Lermin se demanda un instant s’il pouvait avouer à son père que ce serait un supplice, puis il se ravisa. Le roi le raillerait méchamment et perdrait sa bonne humeur, ce qui serait encore plus difficile à supporter. Il fallait trouver une autre approche pour alléger les heures de chevauchée. Il tenta :

— Cependant, j’aimerais aussi découvrir toute l’ingéniosité de notre peuple, dont vous me parlez si souvent. Je crois qu’il est temps que je le connaisse pour me faire une véritable idée de la capacité de notre nation à vivre sans les îles qui sont en train de dériver.

Surpris par cette remarque, Nilakin observa son fils. Celui-ci n’osait affronter le regard de son père ; il fixait le chemin avec, au coin des lèvres, une pointe de défi. Lermin pensait avoir été trop loin. Ce n’était peut-être pas le bon argument pour convaincre son père de voyager plus lentement. Pourtant, Lermin était d’un naturel inquiet et ces îles voyageuses occupaient une grande place dans son esprit. Personne ne s’en préoccupait : les paysans les regardaient passer comme on observe un bateau en évaluant sa vitesse et sa grandeur, tandis que les pêcheurs les maudissaient parce qu’elles perturbaient les bancs de poissons, rendant leur capture plus difficile. Quant aux habitants des montagnes, ils s’en gaussaient ouvertement, se bénissant d’être loin des côtes. Mais lui, Lermin, les avait observées longuement. Il en avait discuté avec les marchands qui s’en inquiétaient aussi, pour des raisons commerciales — il y avait nettement moins de clients potentiels — et pour des raisons de navigation : les îles qui quittaient leurs amarres créaient des tourbillons qu’il fallait éviter. Seuls les marins habitués aux routes maritimes pouvaient naviguer sans tomber dans l’un de ces pièges.
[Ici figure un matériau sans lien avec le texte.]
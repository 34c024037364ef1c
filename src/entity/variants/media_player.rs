use super::{command_handler, reject_command, COMMAND_CHANNEL_CAPACITY};
use crate::entity::{
    decode_decimal, decode_text, DiscoveryKey, Entity, EntityContext, EntityCore, HaType,
};
use crate::mqtt::IncomingMessage;
use serde::{Deserialize, Serialize};
use serde_json::{Map, Value};
use std::sync::{Arc, Mutex, Weak};
use tokio::sync::broadcast;
use tracing::{debug, warn};

/// Playback snapshot published as a JSON object on the base topic
#[derive(Clone, Debug, Default, PartialEq, Serialize, Deserialize)]
pub struct MediaState {
    /// playing, paused, stopped, idle or off
    pub state: String,
    #[serde(default, skip_serializing_if = "Option::is_none")]
    pub title: Option<String>,
    #[serde(default, skip_serializing_if = "Option::is_none")]
    pub artist: Option<String>,
    #[serde(default, skip_serializing_if = "Option::is_none")]
    pub album: Option<String>,
    /// Seconds
    #[serde(default, skip_serializing_if = "Option::is_none")]
    pub duration: Option<f64>,
    /// Seconds
    #[serde(default, skip_serializing_if = "Option::is_none")]
    pub position: Option<f64>,
    /// 0.0 to 1.0
    #[serde(default, skip_serializing_if = "Option::is_none")]
    pub volume: Option<f64>,
    #[serde(default, skip_serializing_if = "Option::is_none")]
    pub album_art: Option<String>,
    #[serde(default, skip_serializing_if = "Option::is_none")]
    pub media_type: Option<String>,
    #[serde(default)]
    pub available_players: Vec<String>,
    /// Player-specific fields
    #[serde(flatten)]
    pub extra: Map<String, Value>,
}

/// A command received on one of the media player's command topics
#[derive(Clone, Debug, PartialEq)]
pub enum MediaCommand {
    Play,
    Pause,
    PlayPause,
    Stop,
    Next,
    Previous,
    /// Requested volume in `[0.0, 1.0]`
    SetVolume(f64),
    /// Raw `play_media` payload
    PlayMedia(String),
}

/// Command topic suffixes, also used as the `command_<kind>_topic` keys
const COMMAND_KINDS: [&str; 8] = [
    "play",
    "pause",
    "playpause",
    "stop",
    "next",
    "previous",
    "volume",
    "play_media",
];

impl MediaCommand {
    fn decode(kind: &str, payload: &[u8]) -> Result<Self, crate::entity::CommandError> {
        Ok(match kind {
            "play" => MediaCommand::Play,
            "pause" => MediaCommand::Pause,
            "playpause" => MediaCommand::PlayPause,
            "stop" => MediaCommand::Stop,
            "next" => MediaCommand::Next,
            "previous" => MediaCommand::Previous,
            "volume" => MediaCommand::SetVolume(decode_decimal(payload, 0.0, 1.0)?),
            _ => MediaCommand::PlayMedia(decode_text(payload)?),
        })
    }
}

/// Media player with a structured state and one command topic per action
pub struct MediaPlayer {
    core: EntityCore,
    state: Mutex<MediaState>,
    commands: broadcast::Sender<MediaCommand>,
    this: Weak<MediaPlayer>,
}

impl MediaPlayer {
    pub fn new(ctx: &EntityContext, id: impl Into<String>, name: impl Into<String>) -> Arc<Self> {
        let (commands, _) = broadcast::channel(COMMAND_CHANNEL_CAPACITY);
        let player = Arc::new_cyclic(|this| Self {
            core: EntityCore::new(ctx, Some(HaType::MediaPlayer), id, name),
            state: Mutex::new(MediaState {
                state: "idle".to_string(),
                ..MediaState::default()
            }),
            commands,
            this: this.clone(),
        });
        ctx.attach(&player);
        player
    }

    pub fn state(&self) -> MediaState {
        self.state.lock().unwrap().clone()
    }

    /// Replace the playback state and publish it.
    ///
    /// The list of available players is kept from the previous state when
    /// the new one leaves it empty.
    pub fn set_state(&self, mut state: MediaState) {
        {
            let mut current = self.state.lock().unwrap();
            if state.available_players.is_empty() {
                state.available_players = std::mem::take(&mut current.available_players);
            }
            *current = state;
        }
        self.publish_state();
    }

    pub fn set_available_players(&self, players: Vec<String>) {
        self.state.lock().unwrap().available_players = players;
        self.publish_state();
    }

    pub fn subscribe_commands(&self) -> broadcast::Receiver<MediaCommand> {
        self.commands.subscribe()
    }

    fn publish_state(&self) {
        let payload = match serde_json::to_string(&*self.state.lock().unwrap()) {
            Ok(payload) => payload,
            Err(e) => {
                warn!(entity_id = %self.core.id(), error = %e, "Failed to encode media state");
                return;
            }
        };
        self.core.publish_state(payload, true);
    }

    fn handle_command(&self, kind: &str, message: &IncomingMessage) {
        match MediaCommand::decode(kind, &message.payload) {
            Ok(command) => {
                debug!(entity_id = %self.core.id(), command = ?command, "Media command received");
                let _ = self.commands.send(command);
            }
            Err(e) => reject_command(&self.core, message, &e),
        }
    }
}

impl Entity for MediaPlayer {
    fn core(&self) -> &EntityCore {
        &self.core
    }

    fn init(&self) {
        let core = &self.core;
        core.set_discovery_config(DiscoveryKey::StateTopic, core.base_topic());
        for kind in COMMAND_KINDS {
            core.set_discovery_config(format!("command_{}_topic", kind), core.topic(kind));
        }
        super::announce(core);

        for kind in COMMAND_KINDS {
            core.subscribe_command(
                kind,
                command_handler(&self.this, move |player: &MediaPlayer, message| {
                    player.handle_command(kind, message)
                }),
            );
        }
        self.publish_state();
    }
}

#[cfg(test)]
mod tests {
    use super::*;
    use serde_json::json;

    #[test]
    fn test_media_state_serialises_flat() {
        let mut extra = Map::new();
        extra.insert("shuffle".to_string(), json!(true));

        let state = MediaState {
            state: "playing".to_string(),
            title: Some("Song".to_string()),
            volume: Some(0.5),
            available_players: vec!["spotify".to_string()],
            extra,
            ..MediaState::default()
        };

        assert_eq!(
            serde_json::to_value(&state).unwrap(),
            json!({
                "state": "playing",
                "title": "Song",
                "volume": 0.5,
                "available_players": ["spotify"],
                "shuffle": true
            })
        );
    }

    #[test]
    fn test_decode_media_commands() {
        assert_eq!(MediaCommand::decode("play", b""), Ok(MediaCommand::Play));
        assert_eq!(
            MediaCommand::decode("playpause", b"anything"),
            Ok(MediaCommand::PlayPause)
        );
        assert_eq!(
            MediaCommand::decode("volume", b"1.7"),
            Ok(MediaCommand::SetVolume(1.0))
        );
        assert!(MediaCommand::decode("volume", b"loud").is_err());
        assert_eq!(
            MediaCommand::decode("play_media", b"spotify:track:1"),
            Ok(MediaCommand::PlayMedia("spotify:track:1".to_string()))
        );
    }
}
Après avoir cerné l’ensemble du problème, Lermin en avait discuté avec sa mère, qui avait trouvé sa préoccupation fondée. Elle lui avait promis d’en parler à son père. Lermin ne savait pas si elle avait honoré sa promesse. Il rassemblait ses arguments pour convaincre son père de s’en soucier.

— D’accord, dit enfin Nilakin. Nous allons longer les côtes. Tu pourras étudier le fonctionnement des moulins à marée, des phares, des écluses et des ports. Ensuite, nous grimperons sur la Montagne-Sans-Sommet pour avoir une vue d’ensemble sur notre île et analyser la situation des îles baladeuses. Tout au long du chemin, tu pourras apprendre les nombreuses techniques utilisées par notre peuple. Cela te convient ?

C’était au tour de Lermin d’être étonné. Le ton de son père avait été moins autoritaire ; il lui avait parlé presque comme à son conseiller. Même si longer la mer n’était pas une excellente proposition, car il n’y trouverait pas l’herbe qui le soulageait, il lui sourit et hocha la tête vigoureusement.

Ils continuèrent à chevaucher côte à côte, en silence. Le roi était assez heureux de longer la plage. Il regardait le large, se demandant quelle île quitterait ses amarres pour s’en aller on ne sait où. Il était certain que les sages, Thanber et Aély, en sauraient davantage. Ces deux-là n’avaient pas de domicile fixe. Ils parcouraient l’île en évitant les villages et les villes parce qu’ils possédaient une ouïe extraordinaire qui leur permettait d’entendre un battement de cœur à cinq lieues à la ronde. Ils arrivaient à reconnaître une personne grâce à son rythme cardiaque, bien avant qu’elle n’apparaisse à l’horizon. Ils percevaient alors si la personne désirait les rencontrer ou s’il s’agissait d’une simple coïncidence ; auquel cas, ils ne se montraient pas.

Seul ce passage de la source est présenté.